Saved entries
───
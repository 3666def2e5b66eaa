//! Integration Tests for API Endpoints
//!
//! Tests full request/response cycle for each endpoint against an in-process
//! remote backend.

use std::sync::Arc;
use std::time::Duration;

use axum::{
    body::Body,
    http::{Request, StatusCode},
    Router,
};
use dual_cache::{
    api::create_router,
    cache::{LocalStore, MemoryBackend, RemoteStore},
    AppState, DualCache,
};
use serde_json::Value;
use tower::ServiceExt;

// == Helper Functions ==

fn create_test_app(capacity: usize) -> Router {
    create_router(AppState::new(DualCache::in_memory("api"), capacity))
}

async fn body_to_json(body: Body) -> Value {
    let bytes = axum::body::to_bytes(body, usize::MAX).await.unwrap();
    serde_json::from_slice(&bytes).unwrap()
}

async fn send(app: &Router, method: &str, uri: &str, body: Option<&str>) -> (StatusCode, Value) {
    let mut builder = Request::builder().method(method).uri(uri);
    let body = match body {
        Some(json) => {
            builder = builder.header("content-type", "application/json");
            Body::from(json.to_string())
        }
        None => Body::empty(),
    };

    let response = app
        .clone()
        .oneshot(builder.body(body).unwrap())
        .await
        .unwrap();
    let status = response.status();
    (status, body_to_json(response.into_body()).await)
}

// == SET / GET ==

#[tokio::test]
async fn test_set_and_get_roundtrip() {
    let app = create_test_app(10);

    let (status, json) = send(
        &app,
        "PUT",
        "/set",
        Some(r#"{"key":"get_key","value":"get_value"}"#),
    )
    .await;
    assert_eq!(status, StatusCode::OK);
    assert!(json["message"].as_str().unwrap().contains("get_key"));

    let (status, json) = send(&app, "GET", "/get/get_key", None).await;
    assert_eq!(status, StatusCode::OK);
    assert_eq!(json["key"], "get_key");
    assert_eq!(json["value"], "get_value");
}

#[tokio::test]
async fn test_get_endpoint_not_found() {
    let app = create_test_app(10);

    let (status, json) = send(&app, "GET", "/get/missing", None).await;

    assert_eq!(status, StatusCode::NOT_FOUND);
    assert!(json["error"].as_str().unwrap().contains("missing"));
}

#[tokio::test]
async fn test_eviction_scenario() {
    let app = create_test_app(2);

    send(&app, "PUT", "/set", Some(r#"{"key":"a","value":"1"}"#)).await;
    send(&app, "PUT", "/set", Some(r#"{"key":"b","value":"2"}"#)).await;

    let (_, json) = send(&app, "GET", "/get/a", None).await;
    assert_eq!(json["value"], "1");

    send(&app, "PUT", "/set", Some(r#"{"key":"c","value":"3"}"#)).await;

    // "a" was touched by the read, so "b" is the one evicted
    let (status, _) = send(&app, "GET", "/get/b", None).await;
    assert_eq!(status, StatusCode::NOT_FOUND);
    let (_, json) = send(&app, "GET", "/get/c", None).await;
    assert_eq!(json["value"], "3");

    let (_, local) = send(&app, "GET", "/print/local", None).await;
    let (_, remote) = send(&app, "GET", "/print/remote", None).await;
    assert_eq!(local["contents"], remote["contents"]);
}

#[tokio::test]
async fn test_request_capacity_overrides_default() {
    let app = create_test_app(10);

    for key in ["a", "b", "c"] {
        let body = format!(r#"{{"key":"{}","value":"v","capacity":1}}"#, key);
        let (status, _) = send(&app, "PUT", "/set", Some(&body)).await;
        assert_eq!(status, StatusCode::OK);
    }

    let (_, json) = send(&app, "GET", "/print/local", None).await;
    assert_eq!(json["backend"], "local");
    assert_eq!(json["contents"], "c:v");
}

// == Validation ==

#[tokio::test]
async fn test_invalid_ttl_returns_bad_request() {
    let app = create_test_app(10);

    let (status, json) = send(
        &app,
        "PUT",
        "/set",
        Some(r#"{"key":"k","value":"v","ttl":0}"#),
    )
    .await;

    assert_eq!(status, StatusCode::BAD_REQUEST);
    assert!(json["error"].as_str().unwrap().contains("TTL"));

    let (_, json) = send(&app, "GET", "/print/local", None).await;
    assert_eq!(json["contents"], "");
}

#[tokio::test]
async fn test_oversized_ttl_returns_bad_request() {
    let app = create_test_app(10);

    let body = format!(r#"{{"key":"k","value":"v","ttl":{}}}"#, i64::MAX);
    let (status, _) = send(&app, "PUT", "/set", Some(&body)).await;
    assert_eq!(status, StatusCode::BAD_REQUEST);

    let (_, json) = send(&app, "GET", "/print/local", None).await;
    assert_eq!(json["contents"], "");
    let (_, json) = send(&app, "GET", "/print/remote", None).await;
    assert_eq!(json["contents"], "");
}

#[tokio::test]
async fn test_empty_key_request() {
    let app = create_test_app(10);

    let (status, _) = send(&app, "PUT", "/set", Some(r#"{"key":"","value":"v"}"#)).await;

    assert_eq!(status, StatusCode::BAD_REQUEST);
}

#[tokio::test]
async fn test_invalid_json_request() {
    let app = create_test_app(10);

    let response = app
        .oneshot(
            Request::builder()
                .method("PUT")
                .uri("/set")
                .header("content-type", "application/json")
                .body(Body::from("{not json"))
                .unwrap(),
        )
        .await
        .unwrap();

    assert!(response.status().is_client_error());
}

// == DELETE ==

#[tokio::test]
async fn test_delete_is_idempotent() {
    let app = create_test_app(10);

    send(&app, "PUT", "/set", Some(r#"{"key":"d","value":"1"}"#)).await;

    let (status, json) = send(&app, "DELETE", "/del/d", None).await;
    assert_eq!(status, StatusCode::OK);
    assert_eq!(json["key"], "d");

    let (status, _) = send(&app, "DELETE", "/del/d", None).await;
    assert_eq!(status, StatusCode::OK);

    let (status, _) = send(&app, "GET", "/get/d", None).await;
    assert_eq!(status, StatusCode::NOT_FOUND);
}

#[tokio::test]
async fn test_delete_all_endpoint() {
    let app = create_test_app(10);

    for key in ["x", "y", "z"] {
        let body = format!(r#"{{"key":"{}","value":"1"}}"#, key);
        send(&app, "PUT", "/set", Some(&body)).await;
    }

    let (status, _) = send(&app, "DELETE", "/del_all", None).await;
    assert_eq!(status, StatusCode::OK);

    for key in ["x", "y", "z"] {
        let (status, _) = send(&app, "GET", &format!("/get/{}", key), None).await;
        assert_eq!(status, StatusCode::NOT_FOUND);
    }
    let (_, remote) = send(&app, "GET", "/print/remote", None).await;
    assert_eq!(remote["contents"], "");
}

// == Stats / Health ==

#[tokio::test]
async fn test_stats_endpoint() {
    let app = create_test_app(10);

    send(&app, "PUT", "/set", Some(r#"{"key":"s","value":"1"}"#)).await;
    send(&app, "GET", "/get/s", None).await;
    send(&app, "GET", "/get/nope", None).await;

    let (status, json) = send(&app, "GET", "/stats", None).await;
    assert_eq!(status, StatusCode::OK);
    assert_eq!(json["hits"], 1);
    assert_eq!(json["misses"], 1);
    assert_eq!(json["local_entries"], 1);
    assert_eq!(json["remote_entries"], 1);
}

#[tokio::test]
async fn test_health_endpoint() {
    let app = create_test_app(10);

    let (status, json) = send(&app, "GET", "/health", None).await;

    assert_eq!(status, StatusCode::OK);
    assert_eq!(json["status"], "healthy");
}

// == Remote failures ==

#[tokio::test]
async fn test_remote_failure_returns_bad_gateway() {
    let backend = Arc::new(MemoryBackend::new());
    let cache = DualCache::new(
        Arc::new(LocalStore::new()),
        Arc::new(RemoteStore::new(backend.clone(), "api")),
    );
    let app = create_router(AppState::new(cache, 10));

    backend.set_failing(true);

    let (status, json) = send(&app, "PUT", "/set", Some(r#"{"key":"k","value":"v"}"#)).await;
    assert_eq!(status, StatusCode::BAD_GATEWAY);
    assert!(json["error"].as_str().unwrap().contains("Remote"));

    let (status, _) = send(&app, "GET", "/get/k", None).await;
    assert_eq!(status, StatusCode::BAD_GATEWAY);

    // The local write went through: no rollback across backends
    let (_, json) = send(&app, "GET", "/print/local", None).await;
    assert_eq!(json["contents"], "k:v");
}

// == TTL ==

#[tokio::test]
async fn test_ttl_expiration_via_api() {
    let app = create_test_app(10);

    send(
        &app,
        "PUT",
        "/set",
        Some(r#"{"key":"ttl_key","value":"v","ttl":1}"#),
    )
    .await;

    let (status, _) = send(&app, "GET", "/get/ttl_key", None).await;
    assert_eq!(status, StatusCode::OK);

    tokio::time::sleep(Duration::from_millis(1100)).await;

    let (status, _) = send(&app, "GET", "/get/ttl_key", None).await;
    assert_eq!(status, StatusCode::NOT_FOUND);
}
───
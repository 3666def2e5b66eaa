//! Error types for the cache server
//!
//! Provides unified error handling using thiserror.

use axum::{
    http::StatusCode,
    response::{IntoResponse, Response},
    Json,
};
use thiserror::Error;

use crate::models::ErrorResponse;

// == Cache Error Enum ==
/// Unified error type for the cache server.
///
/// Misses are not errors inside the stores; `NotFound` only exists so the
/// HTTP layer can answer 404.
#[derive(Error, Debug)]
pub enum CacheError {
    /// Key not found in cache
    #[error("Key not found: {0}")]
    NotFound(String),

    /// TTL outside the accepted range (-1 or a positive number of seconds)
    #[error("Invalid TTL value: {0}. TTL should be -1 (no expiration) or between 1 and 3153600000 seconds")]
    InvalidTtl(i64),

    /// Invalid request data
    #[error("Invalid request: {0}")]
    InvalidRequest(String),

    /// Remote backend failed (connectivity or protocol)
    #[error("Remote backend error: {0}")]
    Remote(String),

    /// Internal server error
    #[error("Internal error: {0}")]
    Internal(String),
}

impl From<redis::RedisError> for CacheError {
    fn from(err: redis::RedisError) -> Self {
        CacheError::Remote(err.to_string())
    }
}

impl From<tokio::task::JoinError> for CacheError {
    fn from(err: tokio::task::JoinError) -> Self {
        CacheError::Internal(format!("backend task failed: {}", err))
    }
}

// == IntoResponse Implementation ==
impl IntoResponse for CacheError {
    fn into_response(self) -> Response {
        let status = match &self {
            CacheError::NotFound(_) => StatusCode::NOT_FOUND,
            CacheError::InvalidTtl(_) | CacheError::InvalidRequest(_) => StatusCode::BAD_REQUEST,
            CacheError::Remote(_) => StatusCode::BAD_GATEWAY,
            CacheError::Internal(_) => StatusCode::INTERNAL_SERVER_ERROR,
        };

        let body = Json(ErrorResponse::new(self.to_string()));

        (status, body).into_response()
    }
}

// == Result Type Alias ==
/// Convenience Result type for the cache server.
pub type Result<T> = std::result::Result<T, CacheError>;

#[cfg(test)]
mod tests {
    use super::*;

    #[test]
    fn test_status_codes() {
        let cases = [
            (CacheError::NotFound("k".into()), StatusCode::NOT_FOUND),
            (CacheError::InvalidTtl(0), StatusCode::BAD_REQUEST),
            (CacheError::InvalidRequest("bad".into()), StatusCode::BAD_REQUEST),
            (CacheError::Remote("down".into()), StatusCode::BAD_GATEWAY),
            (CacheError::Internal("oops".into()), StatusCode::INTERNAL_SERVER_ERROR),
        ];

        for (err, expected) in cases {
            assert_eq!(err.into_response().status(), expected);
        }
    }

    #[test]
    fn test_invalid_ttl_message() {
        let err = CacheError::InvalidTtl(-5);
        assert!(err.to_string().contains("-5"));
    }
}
───
Return the span of lines in the data above that opens at the line with "error type for the cache server." and closes at the line with "(connectivity or protocol)", exactly, ends included, nothing else.

/// Unified error type for the cache server.
///
/// Misses are not errors inside the stores; `NotFound` only exists so the
/// HTTP layer can answer 404.
#[derive(Error, Debug)]
pub enum CacheError {
    /// Key not found in cache
    #[error("Key not found: {0}")]
    NotFound(String),

    /// TTL outside the accepted range (-1 or a positive number of seconds)
    #[error("Invalid TTL value: {0}. TTL should be -1 (no expiration) or between 1 and 3153600000 seconds")]
    InvalidTtl(i64),

    /// Invalid request data
    #[error("Invalid request: {0}")]
    InvalidRequest(String),

    /// Remote backend failed (connectivity or protocol)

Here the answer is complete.